### Exercise prompt:
Report each line of the data that has "panic" somewhere in it.

### Records shown:

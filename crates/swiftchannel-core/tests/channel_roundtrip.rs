//! End-to-end channel behavior over heap-backed regions.
//!
//! Every test uses the same shape a real deployment has (a zeroed,
//! cache-line-aligned byte region) without touching OS shared memory.

use std::sync::atomic::Ordering;

use swiftchannel_core::{
    flags, region_size, region_status, ring_offset, Channel, ChannelConfig, Error, ReadOutcome,
    SharedHeader, Version,
};

/// Zeroed, 64-byte-aligned stand-in for a fresh mapping.
struct Region {
    ptr: *mut u8,
    layout: std::alloc::Layout,
}

impl Region {
    fn new(len: usize) -> Self {
        let layout = std::alloc::Layout::from_size_align(len, 64).unwrap();
        // SAFETY: non-zero size.
        let ptr = unsafe { std::alloc::alloc_zeroed(layout) };
        assert!(!ptr.is_null());
        Self { ptr, layout }
    }

    fn for_ring(ring_size: u64) -> Self {
        Self::new(region_size(ring_size))
    }

    fn len(&self) -> usize {
        self.layout.size()
    }

    fn header(&self) -> &SharedHeader {
        // SAFETY: the region starts with a SharedHeader once initialized;
        // reads go through atomics.
        unsafe { &*(self.ptr as *const SharedHeader) }
    }
}

impl Drop for Region {
    fn drop(&mut self) {
        // SAFETY: allocated with this layout in `new`.
        unsafe { std::alloc::dealloc(self.ptr, self.layout) };
    }
}

fn config() -> ChannelConfig {
    ChannelConfig {
        ring_size: 4096,
        max_message_size: 1024,
        flags: flags::NO_CHECKSUM,
    }
}

fn pair(region: &Region) -> (Channel, Channel) {
    // SAFETY: region outlives both channels inside each test; one producer,
    // one consumer.
    let tx = unsafe { Channel::for_sender(region.ptr, region.len(), &config()) }.unwrap();
    let rx = unsafe { Channel::for_receiver(region.ptr, region.len(), &config()) }.unwrap();
    (tx, rx)
}

#[test]
fn first_message_roundtrips_and_advances_both_indices_by_one_frame() {
    let region = Region::for_ring(4096);
    let (tx, rx) = pair(&region);

    tx.send(&[0x41, 0x42, 0x43]).unwrap();
    let mut out = [0u8; 16];
    assert_eq!(rx.recv(&mut out).unwrap(), ReadOutcome::Delivered { len: 3 });
    assert_eq!(&out[..3], &[0x41, 0x42, 0x43]);

    // One frame: 32-byte header + 3 bytes padded to 8.
    let status = unsafe { region_status(region.ptr, region.len()) }.unwrap();
    assert_eq!(status.write_index, 40);
    assert_eq!(status.read_index, 40);
    assert_eq!(status.occupied(), 0);
}

#[test]
fn max_size_message_roundtrips() {
    let region = Region::for_ring(4096);
    let (tx, rx) = pair(&region);

    tx.send(&[0x41, 0x42, 0x43]).unwrap();
    let mut small = [0u8; 16];
    rx.recv(&mut small).unwrap();

    let payload = [0xFFu8; 1024];
    tx.send(&payload).unwrap();

    let mut out = [0u8; 1024];
    assert_eq!(rx.recv(&mut out).unwrap(), ReadOutcome::Delivered { len: 1024 });
    assert_eq!(out, payload);

    // The second frame began where the first ended.
    let status = unsafe { region_status(region.ptr, region.len()) }.unwrap();
    assert_eq!(status.write_index, 40 + 32 + 1024);
}

#[test]
fn ring_accepts_exactly_fourteen_256_byte_frames() {
    let region = Region::for_ring(4096);
    let (tx, _rx) = pair(&region);

    let payload = [7u8; 256];
    let mut accepted = 0;
    loop {
        match tx.send(&payload) {
            Ok(()) => accepted += 1,
            Err(Error::ChannelFull) => break,
            Err(e) => panic!("unexpected send error: {e}"),
        }
    }
    // Each frame is 288 bytes; 14 × 288 = 4032 fit, a 15th would not.
    assert_eq!(accepted, 14);
    assert_eq!(tx.free_space(), 4096 - 14 * 288);
}

#[test]
fn draining_one_frame_unblocks_a_failed_send() {
    let region = Region::for_ring(4096);
    let (tx, rx) = pair(&region);

    let payload: Vec<u8> = (0..256u32).map(|i| i as u8).collect();
    while tx.send(&payload).is_ok() {}
    assert_eq!(tx.send(&payload), Err(Error::ChannelFull));

    let mut out = [0u8; 256];
    assert_eq!(rx.recv(&mut out).unwrap(), ReadOutcome::Delivered { len: 256 });

    tx.send(&payload).unwrap();
    // Drain the rest and confirm the retried payload arrives intact, last.
    let mut last = Vec::new();
    while let ReadOutcome::Delivered { len } = rx.recv(&mut out).unwrap() {
        last = out[..len].to_vec();
    }
    assert_eq!(last, payload);
}

#[test]
fn send_free_space_accounting_matches_frame_sizes() {
    let region = Region::for_ring(4096);
    let (tx, _rx) = pair(&region);

    let mut expected = 4096u64;
    for len in [1usize, 7, 8, 9, 64, 100, 1024] {
        tx.send(&vec![0xA5u8; len]).unwrap();
        expected -= 32 + ((len as u64 + 7) & !7);
        assert_eq!(tx.free_space(), expected);
    }
}

#[test]
fn attach_fails_across_protocol_majors() {
    let region = Region::for_ring(4096);
    let mut tx = unsafe { Channel::for_sender(region.ptr, region.len(), &config()) }.unwrap();
    tx.close();

    // Rewrite the packed version as if a 2.0.0 peer had initialized it.
    // SAFETY: no live channel references the header while we poke it.
    unsafe {
        (*(region.ptr as *mut SharedHeader)).version = Version { major: 2, minor: 0, patch: 0 }.pack();
    }

    let err = unsafe { Channel::for_receiver(region.ptr, region.len(), &config()) };
    assert_eq!(err.err(), Some(Error::VersionMismatch));
    let err = unsafe { Channel::for_sender(region.ptr, region.len(), &config()) };
    assert_eq!(err.err(), Some(Error::VersionMismatch));
}

#[test]
fn attach_tolerates_minor_and_patch_drift() {
    let region = Region::for_ring(4096);
    let (mut tx, _rx) = pair(&region);
    tx.close();

    // SAFETY: as above.
    unsafe {
        (*(region.ptr as *mut SharedHeader)).version = Version { major: 1, minor: 3, patch: 9 }.pack();
    }
    unsafe { Channel::for_receiver(region.ptr, region.len(), &config()) }.unwrap();
}

#[test]
fn corrupted_frame_sentinel_is_fatal_and_sticky() {
    let region = Region::for_ring(4096);
    let (tx, rx) = pair(&region);

    tx.send(b"poisoned").unwrap();
    // Clobber the frame header's first byte in the ring.
    // SAFETY: in-bounds write; the producer published and is now quiet.
    unsafe { *region.ptr.add(ring_offset()) ^= 0xFF };

    let mut out = [0u8; 64];
    assert_eq!(rx.recv(&mut out), Err(Error::MessageCorrupted));
    assert_eq!(region.header().read_index.load(Ordering::Acquire), 0);
    // No resynchronization: the channel stays broken.
    assert_eq!(rx.recv(&mut out), Err(Error::MessageCorrupted));
}

#[test]
fn checksum_mismatch_surfaces_as_its_own_error() {
    let checked = ChannelConfig { flags: 0, ..config() };
    let region = Region::for_ring(4096);
    let tx = unsafe { Channel::for_sender(region.ptr, region.len(), &checked) }.unwrap();
    let rx = unsafe { Channel::for_receiver(region.ptr, region.len(), &checked) }.unwrap();

    tx.send(b"checked payload").unwrap();
    // Flip one payload byte (payload starts 32 bytes into the frame).
    // SAFETY: in-bounds write.
    unsafe { *region.ptr.add(ring_offset() + 32) ^= 0x01 };

    let mut out = [0u8; 64];
    assert_eq!(rx.recv(&mut out), Err(Error::ChecksumMismatch));
    assert_eq!(region.header().read_index.load(Ordering::Acquire), 0);
}

#[test]
fn small_receive_buffer_reports_required_size_and_keeps_the_frame() {
    let region = Region::for_ring(4096);
    let (tx, rx) = pair(&region);

    tx.send(&[3u8; 500]).unwrap();
    let mut out = [0u8; 100];
    assert_eq!(
        rx.recv(&mut out).unwrap(),
        ReadOutcome::BufferTooSmall { required: 500 }
    );
    assert_eq!(region.header().read_index.load(Ordering::Acquire), 0);

    let mut big = vec![0u8; 500];
    assert_eq!(rx.recv(&mut big).unwrap(), ReadOutcome::Delivered { len: 500 });
}

#[test]
fn concurrent_producer_and_consumer_preserve_order_and_content() {
    const MESSAGES: u32 = 20_000;

    let region = Region::for_ring(4096);
    let (tx, rx) = pair(&region);

    fn payload_for(i: u32) -> Vec<u8> {
        let len = 4 + (i as usize * 13) % 509;
        let mut p = vec![0u8; len];
        p[..4].copy_from_slice(&i.to_le_bytes());
        for (j, b) in p.iter_mut().enumerate().skip(4) {
            *b = (i as usize).wrapping_add(j) as u8;
        }
        p
    }

    std::thread::scope(|s| {
        s.spawn(move || {
            for i in 0..MESSAGES {
                let p = payload_for(i);
                loop {
                    match tx.send(&p) {
                        Ok(()) => break,
                        Err(Error::ChannelFull) => std::thread::yield_now(),
                        Err(e) => panic!("send failed: {e}"),
                    }
                }
            }
        });

        s.spawn(move || {
            let mut out = vec![0u8; 1024];
            let mut next = 0u32;
            while next < MESSAGES {
                match rx.recv(&mut out).unwrap() {
                    ReadOutcome::Delivered { len } => {
                        let expected = payload_for(next);
                        assert_eq!(&out[..len], &expected[..], "message {next} differs");
                        next += 1;
                    }
                    ReadOutcome::Empty => std::thread::yield_now(),
                    other => panic!("unexpected outcome: {other:?}"),
                }
            }
        });
    });

    let status = unsafe { region_status(region.ptr, region.len()) }.unwrap();
    assert_eq!(status.occupied(), 0);
    assert_eq!(status.write_index, status.read_index);
}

### Solution to this task:
            Err(e) => panic!("unexpected send error: {e}"),
                        Err(e) => panic!("send failed: {e}"),
                    other => panic!("unexpected outcome: {other:?}"),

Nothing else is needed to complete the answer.